Procedures, continued

14 May 2013

So, I didn’t actually mean to post that previous post, I had intended to think more on the idea. But oh well, cat’s out of the bag. In any case, I’ve been thinking about the “closures” vs “procedures” idea that I jotted down there and decided to try and elaborate on it a bit more, since I find it has a lot of appeal. In particular I think that the current collection of closure types is addressing too many distinct use cases and the result is confusing.

UPDATE 2013.05.14 10:30am: Edited to tweak various errors and to add some variations at the end that I prefer.

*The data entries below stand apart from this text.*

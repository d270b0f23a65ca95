//! Text indexes built over a [`Directory`], and the registry that shares them.
//!
//! Tokenization and scoring are not this crate's business; the index stores
//! entries as JSON documents inside its directory and answers exact-term
//! lookups after a per-analyzer normalization. What matters here is the
//! lifecycle: an index emits a one-shot "closed" event that the caches hook
//! into for deterministic eviction.

use std::fmt;
use std::io;
use std::str::FromStr;
use std::sync::atomic::{AtomicBool, AtomicU64, Ordering};
use std::sync::{Arc, Mutex};

use serde::{Deserialize, Serialize};
use thiserror::Error;

use crate::caching::WeakValueCache;
use crate::directory::{Directory, DirectoryId};
use crate::node::{ConfigError, ConfigNode, Property, PropertyValue};

/// The field queries run against when the configuration does not name one.
pub const DEFAULT_FIELD: &str = "label";

/// Term normalization applied to stored text and queries.
#[derive(Clone, Copy, Debug, Default, PartialEq, Eq)]
pub enum Analyzer {
    /// Whitespace tokenization, punctuation stripping, lowercasing.
    #[default]
    Standard,
    /// The whole string, lowercased.
    Lowercase,
    /// The whole string, verbatim.
    Keyword,
}

impl FromStr for Analyzer {
    type Err = ConfigError;

    fn from_str(s: &str) -> Result<Self, Self::Err> {
        match s {
            "standard" => Ok(Analyzer::Standard),
            "lowercase" => Ok(Analyzer::Lowercase),
            "keyword" => Ok(Analyzer::Keyword),
            other => Err(ConfigError::UnknownAnalyzer(other.to_owned())),
        }
    }
}

impl Analyzer {
    fn normalize(&self, text: &str) -> Vec<String> {
        match self {
            Analyzer::Keyword => vec![text.to_owned()],
            Analyzer::Lowercase => vec![text.to_lowercase()],
            Analyzer::Standard => text
                .split_whitespace()
                .map(|token| {
                    token
                        .trim_matches(|c: char| !c.is_alphanumeric())
                        .to_lowercase()
                })
                .filter(|token| !token.is_empty())
                .collect(),
        }
    }
}

/// Feature toggles consumed by the index, parsed off a configuration node.
#[derive(Clone, Debug)]
pub struct IndexSettings {
    pub analyzer: Analyzer,
    /// Normalization applied to queries. Defaults to the index analyzer.
    pub query_analyzer: Analyzer,
    pub default_field: String,
    pub multilingual: bool,
    pub store_values: bool,
}

impl Default for IndexSettings {
    fn default() -> Self {
        Self {
            analyzer: Analyzer::default(),
            query_analyzer: Analyzer::default(),
            default_field: DEFAULT_FIELD.to_owned(),
            multilingual: false,
            store_values: false,
        }
    }
}

impl IndexSettings {
    pub fn from_node(node: &ConfigNode) -> Result<Self, ConfigError> {
        let analyzer = match node.property(Property::Analyzer) {
            None => Analyzer::default(),
            Some(PropertyValue::Literal(name)) => name.parse()?,
            Some(PropertyValue::Resource(iri)) => {
                return Err(ConfigError::NotLiteral {
                    property: Property::Analyzer,
                    value: iri.clone(),
                });
            }
        };
        let query_analyzer = match node.property(Property::QueryAnalyzer) {
            None => analyzer,
            Some(PropertyValue::Literal(name)) => name.parse()?,
            Some(PropertyValue::Resource(iri)) => {
                return Err(ConfigError::NotLiteral {
                    property: Property::QueryAnalyzer,
                    value: iri.clone(),
                });
            }
        };
        let default_field = match node.property(Property::EntityMap) {
            None => DEFAULT_FIELD.to_owned(),
            Some(PropertyValue::Literal(field)) => field.clone(),
            Some(PropertyValue::Resource(iri)) => {
                return Err(ConfigError::NotLiteral {
                    property: Property::EntityMap,
                    value: iri.clone(),
                });
            }
        };
        Ok(Self {
            analyzer,
            query_analyzer,
            default_field,
            multilingual: node.boolean(Property::MultilingualSupport)?.unwrap_or(false),
            store_values: node.boolean(Property::StoreValues)?.unwrap_or(false),
        })
    }
}

/// One indexed statement: a subject, the field it was indexed under, and the
/// literal text.
#[derive(Clone, Debug, PartialEq, Eq, Serialize, Deserialize)]
pub struct Entry {
    pub uri: String,
    pub field: String,
    pub text: String,
    #[serde(default, skip_serializing_if = "Option::is_none")]
    pub lang: Option<String>,
}

/// A lookup result. `text` is populated only when the index stores values.
#[derive(Clone, Debug, PartialEq, Eq)]
pub struct Hit {
    pub uri: String,
    pub text: Option<String>,
}

#[derive(Debug, Error)]
pub enum IndexError {
    #[error("index is closed")]
    Closed,
    #[error(transparent)]
    Io(#[from] io::Error),
    #[error("malformed index entry `{name}`")]
    Malformed {
        name: String,
        #[source]
        source: serde_json::Error,
    },
}

type ClosedHandler = Box<dyn FnOnce(&TextIndex) + Send>;

/// A queryable text index over a [`Directory`].
///
/// The index emits a one-shot "closed" event. Handlers registered through
/// [`on_closed`](Self::on_closed) run exactly once, on the first
/// [`close`](Self::close) call; a second close is a no-op.
pub struct TextIndex {
    directory: Directory,
    settings: IndexSettings,
    next_doc: AtomicU64,
    closed: AtomicBool,
    closed_handlers: Mutex<Vec<ClosedHandler>>,
}

impl fmt::Debug for TextIndex {
    fn fmt(&self, f: &mut fmt::Formatter<'_>) -> fmt::Result {
        f.debug_struct("TextIndex")
            .field("directory", &self.directory)
            .field("settings", &self.settings)
            .field("closed", &self.closed.load(Ordering::Relaxed))
            .finish()
    }
}

impl TextIndex {
    pub fn new(directory: Directory, settings: IndexSettings) -> Result<Self, IndexError> {
        // Resume numbering after the highest surviving document when
        // reopening a filesystem directory; gaps left by external deletion
        // must not make fresh documents collide with existing ones.
        let next_doc = directory
            .file_names()?
            .iter()
            .filter_map(|name| {
                name.strip_prefix("doc-")?
                    .strip_suffix(".json")?
                    .parse::<u64>()
                    .ok()
            })
            .max()
            .map_or(0, |seq| seq + 1);
        Ok(Self {
            directory,
            settings,
            next_doc: AtomicU64::new(next_doc),
            closed: AtomicBool::new(false),
            closed_handlers: Mutex::new(Vec::new()),
        })
    }

    pub fn directory(&self) -> &Directory {
        &self.directory
    }

    pub fn settings(&self) -> &IndexSettings {
        &self.settings
    }

    pub fn is_closed(&self) -> bool {
        self.closed.load(Ordering::SeqCst)
    }

    pub fn add_entry(&self, entry: &Entry) -> Result<(), IndexError> {
        if self.is_closed() {
            return Err(IndexError::Closed);
        }
        let mut stored = entry.clone();
        if !self.settings.multilingual {
            // Language tags are only kept with multilingual support enabled.
            stored.lang = None;
        }
        let seq = self.next_doc.fetch_add(1, Ordering::Relaxed);
        let name = format!("doc-{seq:08}.json");
        let contents = serde_json::to_vec(&stored).map_err(|source| IndexError::Malformed {
            name: name.clone(),
            source,
        })?;
        self.directory.write_file(&name, &contents)?;
        Ok(())
    }

    pub fn doc_count(&self) -> Result<usize, IndexError> {
        Ok(self.entries()?.len())
    }

    /// Returns all entries in `field` matching every normalized query term.
    pub fn lookup(&self, field: &str, query: &str) -> Result<Vec<Hit>, IndexError> {
        if self.is_closed() {
            return Err(IndexError::Closed);
        }
        let terms = self.settings.query_analyzer.normalize(query);
        let mut hits = Vec::new();
        for entry in self.entries()? {
            if entry.field != field {
                continue;
            }
            let tokens = self.settings.analyzer.normalize(&entry.text);
            if terms.iter().all(|term| tokens.contains(term)) {
                hits.push(Hit {
                    uri: entry.uri,
                    text: self.settings.store_values.then_some(entry.text),
                });
            }
        }
        Ok(hits)
    }

    fn entries(&self) -> Result<Vec<Entry>, IndexError> {
        let mut names = self.directory.file_names()?;
        names.retain(|name| name.starts_with("doc-") && name.ends_with(".json"));
        names.sort();
        let mut entries = Vec::with_capacity(names.len());
        for name in names {
            // A file may disappear between listing and reading on the
            // filesystem flavor.
            let Some(contents) = self.directory.read_file(&name)? else {
                continue;
            };
            let entry = serde_json::from_slice(&contents)
                .map_err(|source| IndexError::Malformed { name, source })?;
            entries.push(entry);
        }
        Ok(entries)
    }

    /// Subscribes a one-shot handler to the "closed" event.
    ///
    /// If the event already fired, the handler runs immediately; it is never
    /// silently lost.
    pub fn on_closed(&self, handler: impl FnOnce(&TextIndex) + Send + 'static) {
        let mut handlers = self.closed_handlers.lock().unwrap();
        if self.is_closed() {
            drop(handlers);
            handler(self);
            return;
        }
        handlers.push(Box::new(handler));
    }

    /// Closes the index and fires the "closed" event.
    ///
    /// Only the first call has any effect; handlers run exactly once.
    pub fn close(&self) {
        if self.closed.swap(true, Ordering::SeqCst) {
            return;
        }
        tracing::debug!(directory = %self.directory.id(), "closing text index");
        let handlers = std::mem::take(&mut *self.closed_handlers.lock().unwrap());
        for handler in handlers {
            handler(self);
        }
    }
}

/// The process-wide registry of open indexes, keyed by directory instance.
///
/// Two opens over the same directory instance must share one index object,
/// otherwise their views of the data diverge. Like the directory cache, the
/// registry observes its values weakly and additionally evicts eagerly when
/// the index closes.
pub struct IndexCache {
    entries: WeakValueCache<DirectoryId, TextIndex>,
}

impl Default for IndexCache {
    fn default() -> Self {
        Self {
            entries: WeakValueCache::new(),
        }
    }
}

impl IndexCache {
    pub fn new() -> Self {
        Self::default()
    }

    /// Returns the shared index over `directory`, creating it on miss.
    pub fn open(
        self: &Arc<Self>,
        directory: Directory,
        settings: IndexSettings,
    ) -> Result<Arc<TextIndex>, IndexError> {
        self.open_with(directory, settings, |_| {})
    }

    /// Like [`open`](Self::open), additionally invoking `on_create` when this
    /// call actually creates the index.
    ///
    /// Per-instance setup such as eviction hooks goes through here, so it
    /// runs once per index object rather than once per open call.
    pub fn open_with(
        self: &Arc<Self>,
        directory: Directory,
        settings: IndexSettings,
        on_create: impl FnOnce(&Arc<TextIndex>),
    ) -> Result<Arc<TextIndex>, IndexError> {
        let id = directory.id();
        let cache = Arc::clone(self);
        // An index that was closed but not yet evicted must never be handed
        // out; it counts as a miss and its entry is replaced.
        self.entries.get_or_try_insert_where(
            id,
            |index| !index.is_closed(),
            move || {
                let index = Arc::new(TextIndex::new(directory, settings)?);
                index.on_closed(move |index| {
                    cache.entries.remove_if(&id, index);
                });
                on_create(&index);
                Ok(index)
            },
        )
    }

    pub fn len(&self) -> usize {
        self.entries.len()
    }

    pub fn is_empty(&self) -> bool {
        self.entries.is_empty()
    }
}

Today: by-reference vs copying closures

Today we offer three different kinds of closures (&fn, @fn, and ~fn), but these closures can really be divided into two basic categories: by-reference and copying closures. A by-reference closure is the usual kind: it is allocated on the stack and has full access to the variables in the creating stack frame. It can read them, write them, and borrow them. These are used with for loops and the like.

Copying closures, on the other hand, are somewhat different. They are not tied to any particular stack frame. Instead, they copy the current values of the variables which they close over into their environment (like all the default Rust copies, this is a shallow copy, so if the value being closed over contains ~ pointers, it will no longer be accessible from the creator). These closures are used primarily as task bodies and for futures. There are some scattered uses of @fn closures in the compiler but as far as I can tell they are all legacy code that should eventually be purged and rewritten to use traits (i.e., the visitor, the AST folder).

Loosely speaking, a &fn closure is by-reference and @fn and ~fn closures are copying closures. But this is not strictly true. In fact, an the &fn type can be either a by-reference closure or a copying closure, because you are permitted to borrow a @fn or ~fn to a &fn. So the type in isolation does not tell you whether a closure is by-reference or not. In fact, there is no explicit indication at all—instead, when you create a closure today (i.e., with a |x, y| ...) expression, the compiler infers based on the expected types whether this should be a by-reference closure or a copying closure. Because the semantics of these two vary greatly, I find this potentially quite confusing and unfortunate.

Tomorrow (perhaps): closures and procedures

In general, I would prefer to draw a starker line between copying and by-reference closures. I propose to use the term closure to refer only to by-reference, stack-allocated closures. We could then use another term, perhaps procedure, to refer to the copying closures. This would mean that our type hierarchy would look like:

T = S               // sized types
  | U               // unsized types
S = fn(S*) -> S     // closures (*)
  | &'r T           // region ptr
  | @T              // managed ptr
  | ~T              // unique ptr
  | [S, ..N]        // fixed-length array
  | uint            // scalars
  | ...
U = [S]             // vectors
  | str             // string
  | Trait           // existential ("exists S:Trait.S")
  | proc(S*) -> S   // procedures (*)

This chart is basically the same as the one you will find in the dynamically sized types post from before with one crucial difference: closure types have been split from procedures, and closure types have moved into the category of sized types, meaning that you no longer write an explicit sigil when you use one. This is because the representation of a closure would always be a pair of a borrowed pointer into the stack and a function pointer: the type has a fixed size (two words) and requires no memory allocation.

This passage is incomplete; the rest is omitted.